#### What you have to do
Your task is to repeat the records exactly from the line containing "pub const PAUSED_TEXT: &str" onward, through the final line.

#### Information provided
··········

use super::Phase;

pub const FOCUS_TEXT: &str = "Focusing...";
pub const BREAK_TEXT: &str = "On Break";
pub const PAUSED_TEXT: &str = "Timer Paused";

/// Format milliseconds as `m:ss.d` (minutes, seconds, tenths).
pub fn format_clock(ms: u64) -> String {
    let mins = ms / 60_000;
    let secs = (ms % 60_000) / 1_000;
    let tenths = (ms % 1_000) / 100;
    format!("{mins}:{secs:02}.{tenths}")
}

/// Progress line text for the current state.
pub fn status_label(phase: Phase, running: bool) -> &'static str {
    match (running, phase) {
        (false, _) => PAUSED_TEXT,
        (true, Phase::Focus) => FOCUS_TEXT,
        (true, Phase::Break) => BREAK_TEXT,
    }
}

··········

#### Task response
pub const PAUSED_TEXT: &str = "Timer Paused";

/// Format milliseconds as `m:ss.d` (minutes, seconds, tenths).
pub fn format_clock(ms: u64) -> String {
    let mins = ms / 60_000;
    let secs = (ms % 60_000) / 1_000;
    let tenths = (ms % 1_000) / 100;
    format!("{mins}:{secs:02}.{tenths}")
}

/// Progress line text for the current state.
pub fn status_label(phase: Phase, running: bool) -> &'static str {
    match (running, phase) {
        (false, _) => PAUSED_TEXT,
        (true, Phase::Focus) => FOCUS_TEXT,
        (true, Phase::Break) => BREAK_TEXT,
    }
}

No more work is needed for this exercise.